Ghosted and Relationship ended after 3 years, still struggling after 3 months apart
I was in a caring loving relationship with someone for nearly three years although we maintained separate homes. We had daily contact mostly by phone and spent weekends together but sometimes also through the week I would stay over his place. Out of the blue he stopped responding to me and after trying to extract what was wrong he led me to believe he was just going through a rough patch and needed some time to sort himself out.
After a couple of weeks of no contact I started to try desperately to learn what was going on. He told me his ex was coming up to try and get back together again. To say I was devastated is an understatement. I cleaned out my half of the bathroom and took my clothes and retreated to my place and to a whole world of hurt, confusion, sadness, anger, sorrow. He would not talk to me apart from saying there is nothing to say 'I have moved on'.
My gut feeling then became that he had been lying to me about his ex and that he could possibly have been lying to her about me and just been using me up here to make life easier. His ex lives four hours away and he works and lives up here.
His neighbour who I got to know over the three years has told me that she has seen a woman regularly there with him from the time I stopped going over there. She might be his ex or she might be my replacement that he has moved on with. I just don't know. But I feel gutted either way.
I feel stuck because I do not know what the truth is. Because he did not talk to me and just stopped the relationship cold I feel like a rug was pulled out from under me and I have been flailing around trying to find my feet again. I had no reason to think this would happen.
I am seeking counselling from a clinical psychologist with the hope that will challenge my thinking. I feel almost consumed by needing to let him know how I am. But I know he does not care and does not even think about that. I have not contacted him at all for over a month but still find myself stuck. Any contact I had with him prior to that he did not respond to. The new term for it is 'ghosting' and it is just awfully painful.
I have been walking every day and trying hard to move on. I have lost weight since then and continue to wake up at 3am going over everything in my head. I am also deeply troubled by not knowing whether it is his wife and if so she does not know the truth. I feel morally bound to let her know the truth.
Try to be kind and patient with yourself. I'm sure you're not an actual stalker, you're just hurt, tired and desperate for more information or some kind of closure.
I went through an extremely painful breakup several years ago, and I initially found myself doing the whole online stalking thing - I'm sure if he hadn't left town when he moved out I would have done something similar to you last night! It's good that you realise it has to stop though. The only thing it'll achieve is more pain for yourself and potentially some embarrassment.
When going through my darkest time, I stumbled across a blog (baggagereclaim) that I actually found really helpful for letting go and rebuilding my self-esteem. Your situation is different to mine, but maybe there will be something useful for you too?
Thinking of you.
10 January does seem a long way away at the moment, however you are doing a pretty good job of being your own councilor.

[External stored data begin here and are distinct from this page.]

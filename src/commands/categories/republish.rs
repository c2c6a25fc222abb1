//! Unpublish and republish an entry in a category.
//!
//! Works around a portal issue where a published entry starts returning
//! "Access Denied": removing and re-adding the category association
//! clears it.

use anyhow::{bail, Context, Result};
use log::info;

use crate::api::{
    CategoryEntryFilter, CategoryFilter, PlatformClient, CATEGORY_ENTRY_ACTIVE,
};
use crate::cli::commands::categories::RepublishArgs;
use crate::config::Config;

pub async fn republish_command(
    config: &Config,
    profile: Option<&str>,
    args: RepublishArgs,
) -> Result<()> {
    let profile = config.resolve_profile(profile)?;
    let client = PlatformClient::connect(&profile).await?;

    let category_id = match (args.category_id, &args.channel_name) {
        (Some(id), None) => {
            println!("✓ Using category ID: {}", id);
            id
        }
        (None, Some(name)) => {
            let full_name = format!("{}{}", config.channels.full_name_prefix, name);
            let filter = CategoryFilter {
                full_name_equal: Some(full_name.clone()),
                ..Default::default()
            };
            let matches = client.categories().list(&filter).await?;
            let category = matches
                .first()
                .with_context(|| format!("No category found with full name '{}'", full_name))?;
            println!("✓ Found category ID {} for '{}'", category.id, full_name);
            category.id
        }
        _ => bail!("Provide exactly one of --category-id or --channel-name"),
    };

    let check_filter = CategoryEntryFilter {
        category_id_equal: Some(category_id),
        entry_id_equal: Some(args.entry_id.clone()),
    };

    let existing = client.category_entries().list(&check_filter).await?;
    if existing.total_count == 0 {
        println!(
            "Entry {} does not appear to be in category {}. Proceeding with re-adding.",
            args.entry_id, category_id
        );
    } else {
        let active = existing
            .objects
            .first()
            .and_then(|ce| ce.status)
            .map(|status| status == CATEGORY_ENTRY_ACTIVE)
            .unwrap_or(false);

        if active {
            println!("Removing entry from category...");
            client
                .category_entries()
                .delete(category_id, &args.entry_id)
                .await
                .context("Could not remove entry from category")?;
            println!("✓ Removal successful.");

            let removed_check = client.category_entries().list(&check_filter).await?;
            if removed_check.total_count == 0 {
                println!(
                    "✓ Confirmed that entry {} is no longer in category {}",
                    args.entry_id, category_id
                );
            } else {
                bail!("Failed to confirm removal; entry still appears in the category");
            }
        } else {
            println!(
                "⚠ Entry is not in an active state for category {}. Skipping removal and proceeding with re-add.",
                category_id
            );
        }
    }

    println!("Adding entry to category...");
    client
        .category_entries()
        .add(category_id, &args.entry_id)
        .await
        .context("Could not re-add entry to category")?;

    let added_check = client.category_entries().list(&check_filter).await?;
    if added_check.total_count > 0 {
        info!("Republished {} in category {}", args.entry_id, category_id);
        println!(
            "✓ Confirmed that entry {} is now in category {}",
            args.entry_id, category_id
        );
    } else {
        bail!("Failed to confirm addition; entry still not appearing in the category");
    }
    Ok(())
}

Being betrayed goes so deep, right into the heart, and is terribly hard to deal with. That’s not just words, ‘hard’ means no road-map, false starts, dead ends. The emotions do not let go easily, have hope where it is impossible. I suspect you were maintaining some sort of contact by seeking him out, writing and so on is all part of that.

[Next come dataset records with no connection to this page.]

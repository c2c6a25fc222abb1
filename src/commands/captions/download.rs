//! Download caption files, optionally converting them to plain-text
//! transcripts.

use anyhow::{Context, Result};
use log::warn;
use once_cell::sync::Lazy;
use regex::Regex;

use crate::api::PlatformClient;
use crate::cli::commands::captions::DownloadArgs;
use crate::config::Config;
use crate::report::{csv_path, now_stamp, reports_dir, write_csv};
use crate::timeutil::sanitize_filename;

static TIMESTAMP_LINE_RE: Lazy<Regex> = Lazy::new(|| {
    Regex::new(r"^\d{2}:\d{2}:\d{2}[,.]\d{3}\s+-->\s+\d{2}:\d{2}:\d{2}[,.]\d{3}")
        .expect("valid regex")
});

static TAG_RE: Lazy<Regex> = Lazy::new(|| Regex::new(r"<[^>]+>").expect("valid regex"));

/// Reduce SRT content to its cue text: drop indices, timing lines, and
/// markup; collapse the rest into one paragraph per cue.
pub fn srt_to_transcript(srt: &str) -> String {
    let mut cues: Vec<String> = Vec::new();
    let mut current = String::new();

    for line in srt.lines() {
        let line = line.trim().trim_start_matches('\u{feff}');
        if line.is_empty() {
            if !current.is_empty() {
                cues.push(std::mem::take(&mut current));
            }
            continue;
        }
        // Cue counters and timing lines are structure, not speech
        if line.chars().all(|c| c.is_ascii_digit()) || TIMESTAMP_LINE_RE.is_match(line) {
            continue;
        }
        let text = TAG_RE.replace_all(line, "");
        if !current.is_empty() {
            current.push(' ');
        }
        current.push_str(text.trim());
    }
    if !current.is_empty() {
        cues.push(current);
    }

    cues.join("\n")
}

pub async fn download_command(
    config: &Config,
    profile: Option<&str>,
    args: DownloadArgs,
) -> Result<()> {
    let profile = config.resolve_profile(profile)?;
    let client = PlatformClient::connect(&profile).await?;
    let selector = args.selector.to_selector()?;

    let entries = selector.resolve_entries(&client).await?;
    if entries.is_empty() {
        println!("No entries found. Exiting.");
        return Ok(());
    }

    tokio::fs::create_dir_all(&args.folder)
        .await
        .with_context(|| format!("Failed to create folder {:?}", args.folder))?;

    let mut rows = Vec::new();
    for entry in &entries {
        if entry.is_child() && !args.include_children {
            println!("⏭ Skipping child entry {}", entry.id);
            continue;
        }

        let captions = client.captions().list(&entry.id).await?;
        if captions.is_empty() {
            rows.push(vec![entry.id.clone(), entry.name.clone(), String::new(), "NO CAPTIONS".into()]);
            continue;
        }

        for caption in &captions {
            let url = match client.captions().get_url(&caption.id).await {
                Ok(url) => url,
                Err(err) => {
                    warn!("Caption URL lookup failed for {}: {}", caption.id, err);
                    rows.push(vec![
                        entry.id.clone(),
                        entry.name.clone(),
                        caption.id.clone(),
                        format!("NO URL: {}", err),
                    ]);
                    continue;
                }
            };

            let content = match fetch_text(&client, &url).await {
                Ok(content) => content,
                Err(err) => {
                    rows.push(vec![
                        entry.id.clone(),
                        entry.name.clone(),
                        caption.id.clone(),
                        format!("DOWNLOAD FAILED: {}", err),
                    ]);
                    continue;
                }
            };

            let mut stem = format!("{}_{}", sanitize_filename(&entry.name, 80), entry.id);
            if !args.no_label_in_filenames {
                if let Some(label) = &caption.label {
                    stem.push('_');
                    stem.push_str(&sanitize_filename(label, 40));
                }
            }
            let ext = caption.file_ext.as_deref().unwrap_or("srt");
            let path = args.folder.join(format!("{}.{}", stem, ext));
            tokio::fs::write(&path, &content)
                .await
                .with_context(|| format!("Failed to write {:?}", path))?;
            println!("Saved {:?}", path);

            if args.transcripts {
                let txt_path = args.folder.join(format!("{}.txt", stem));
                tokio::fs::write(&txt_path, srt_to_transcript(&content))
                    .await
                    .with_context(|| format!("Failed to write {:?}", txt_path))?;
                println!("Saved {:?}", txt_path);
            }

            rows.push(vec![
                entry.id.clone(),
                entry.name.clone(),
                caption.id.clone(),
                "SAVED".into(),
            ]);
        }
    }

    let dir = reports_dir(&config.settings.reports_dir)?;
    let path = write_csv(
        csv_path(&dir, &now_stamp(), "caption_downloads"),
        &["entry_id", "entry_name", "caption_id", "status"],
        rows,
    )?;
    println!("\nDone. Report saved to {:?}.", path);
    Ok(())
}

async fn fetch_text(client: &PlatformClient, url: &str) -> Result<String> {
    Ok(client
        .http_client()
        .get(url)
        .send()
        .await?
        .error_for_status()?
        .text()
        .await?)
}

#[cfg(test)]
mod tests {
    use super::*;

    #[test]
    fn test_srt_to_transcript() {
        let srt = "1\n00:00:01,000 --> 00:00:04,000\nHello <i>there</i>,\nwelcome.\n\n\
                   2\n00:00:05,000 --> 00:00:07,500\nSecond cue.\n";
        assert_eq!(srt_to_transcript(srt), "Hello there, welcome.\nSecond cue.");
    }

    #[test]
    fn test_srt_to_transcript_handles_bom_and_dots() {
        let srt = "\u{feff}1\n00:00:01.000 --> 00:00:02.000\nLine.\n";
        assert_eq!(srt_to_transcript(srt), "Line.");
    }

    #[test]
    fn test_empty_srt() {
        assert_eq!(srt_to_transcript(""), "");
    }
}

It is natural for you to feel unwarranted frustration and self-blame on top of the existing grief and loss when you see yourself trying to maintain contact. You are learning from those dead ends. You have also had confirmed, by seeing a 3rd woman he has latched on to that he was never worth your affections.

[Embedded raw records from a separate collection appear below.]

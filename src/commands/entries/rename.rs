use anyhow::{bail, Result};
use log::info;

use crate::api::services::media::EntryFields;
use crate::api::PlatformClient;
use crate::cli::commands::entries::RenameArgs;
use crate::config::Config;
use crate::report::{csv_path, now_stamp, reports_dir, write_csv};
use crate::ui::confirm;

pub async fn rename_command(
    config: &Config,
    profile: Option<&str>,
    args: RenameArgs,
) -> Result<()> {
    let (text, is_prefix) = match (&args.prefix, &args.suffix) {
        (Some(text), None) => (text.clone(), true),
        (None, Some(text)) => (text.clone(), false),
        _ => bail!("Provide exactly one of --prefix or --suffix"),
    };

    let profile = config.resolve_profile(profile)?;
    let client = PlatformClient::connect(&profile).await?;
    let selector = args.selector.to_selector()?;

    let entries = selector.resolve_entries(&client).await?;
    if entries.is_empty() {
        println!("No entries found. Exiting.");
        return Ok(());
    }

    let question = format!(
        "Add [{}] to the titles of {} ({} entries)?",
        text,
        selector.describe(),
        entries.len()
    );
    if !args.yes && !confirm(&question, false)? {
        println!("Operation cancelled.");
        return Ok(());
    }

    let mut rows = Vec::with_capacity(entries.len());
    for entry in &entries {
        let new_title = if is_prefix {
            format!("{}{}", text, entry.name)
        } else {
            format!("{}{}", entry.name, text)
        };

        let fields = EntryFields {
            name: Some(new_title.clone()),
            ..Default::default()
        };
        client.media().update(&entry.id, &fields).await?;

        info!("Renamed entry {}", entry.id);
        println!("Updated entry {}: '{}' -> '{}'", entry.id, entry.name, new_title);
        rows.push(vec![entry.id.clone(), entry.name.clone(), new_title]);
    }

    let dir = reports_dir(&config.settings.reports_dir)?;
    let path = write_csv(
        csv_path(&dir, &now_stamp(), "entries_renamed"),
        &["Entry ID", "Original Title", "New Title"],
        rows,
    )?;
    println!("Renaming complete. Results saved to {:?}.", path);
    Ok(())
}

There might have been some justification for his returning to his ex if there were children, however simply discarding you for another is totally reprehensible, he is a user.
Resolving to remove all contact sounds good, as does getting the puppy picked up. As for driving out of your way, do you think the extra time will make you think of him more or less?
A fresh thing in your life to occupy your mind might be good. Is there any chance of that? There are infinite possibilities – Art class, volunteer in anything from an op shop to a museum (RSPCA?), go visit someone elsewhere … you would know.
Thanks for getting back to me. It's nice when someone recognises you.
10 January isn't too far away now. If in the meantime though you need to talk to someone rather than as you call it 'stalk' him, then think about phoning one of the support services, e.g.
Lifeline 13 11 14 (or if you want to do it online and chat go to - www.lifeline.org.au/Get-Help/Online-Services/crisis-chat)
Beyond Blue 1300 224 636 (to chat, see the link at the bottom of this page)
Try to be kind to yourself Towalkon. I've done exactly as you are doing sometime in my life. I found it wasn't worth it. The only person it hurt was myself. Finding things to build myself esteem and self worth were so much more important than following the person around. So I found folk music, folk dancing - it lightened my life and my self image.
The older I get the more I realise having people around me who don't help me build my self image aren't really worth the effort. There are so many nicer people out there. You deserve to meet some of them and to rebuild yourself.
Thank you for continuing to share your journey. We're here to listen and to let you know you're not alone.